New FCA regs see payday loan complaints down 45 per cent - Citizens Advice
The Citizens Advice Bureau has announced that it has seen the number of complaints about payday loan compnaies nearly halved over the last year.
The charity said new rules introduced by the regulator, the Financial Conduct Authority (FCA), had led t the dramatic drop.
The FCA, and introduced a cap on payday loan charges in January 2015.
Between January and March 2014, before the FCA brought in tightened regulations ast April, Citizens Advice received 10,155 complaints about lenders.
But in the same period a year later, it saw that number fall by 45 per cent to 5,554.
Citizens Advice chief executive, Gillian Guy said: “The drop in the number of problems reported to us about payday loans is good news for consumers.”
She added: “It demonstrates the impact a strong stance against irresponsible lending can have on people’s lives.”
The FCA’s new rules include a limit on the number of times a loan could be “rolled over”, or continued from month to month; stricter lending criteria; and limits on advertising.
And since January this year there have also been caps on repayments.
No one has to pay more than 0.8 per cent a day of the amount borrowed, and no one has to pay back any more than twice what they borrowed.

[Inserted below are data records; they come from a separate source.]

//! Telemetry display logic shared by the dashboard frontend and its tooling.
//!
//! Everything here is target independent: it compiles natively for tests and
//! to wasm32 for the browser. The page layer feeds channel callbacks into a
//! [`Dashboard`] and renders what it exposes.

pub mod camera;
pub mod config;
pub mod controller;
mod error;
pub mod format;
pub mod message;
pub mod metrics;
pub mod scan;
pub mod slot;
pub mod status;

pub use camera::{CameraCommand, CameraState, CameraSurface, SessionId};
pub use config::{resolve_ws_url, DashboardConfig, PageOrigin, Placeholder};
pub use controller::{ChannelState, Dashboard, Effect};
pub use error::DashboardError;
pub use message::{parse_camera, parse_inbound, CameraFrame, Inbound, MetricsMessage, StatusTag};
pub use metrics::{FieldKind, MetricName};
pub use slot::{DisplaySlot, DtcTag, IgnitionTag, SlotTable, StateTag};
pub use status::{StatusLevel, StatusLine};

Since April 2014, the size of the payday loan market has shrunk considerably.
While there were up to 400 high-cost short-term lenders registered back then, just 247 applied to the FCA for authorisation in February.
Two months ago Wonga - the largest payday lender - said its number of customers had fallen from over a million to 575,000.
It also reported a 36 per cent fall in the number of loans it was making.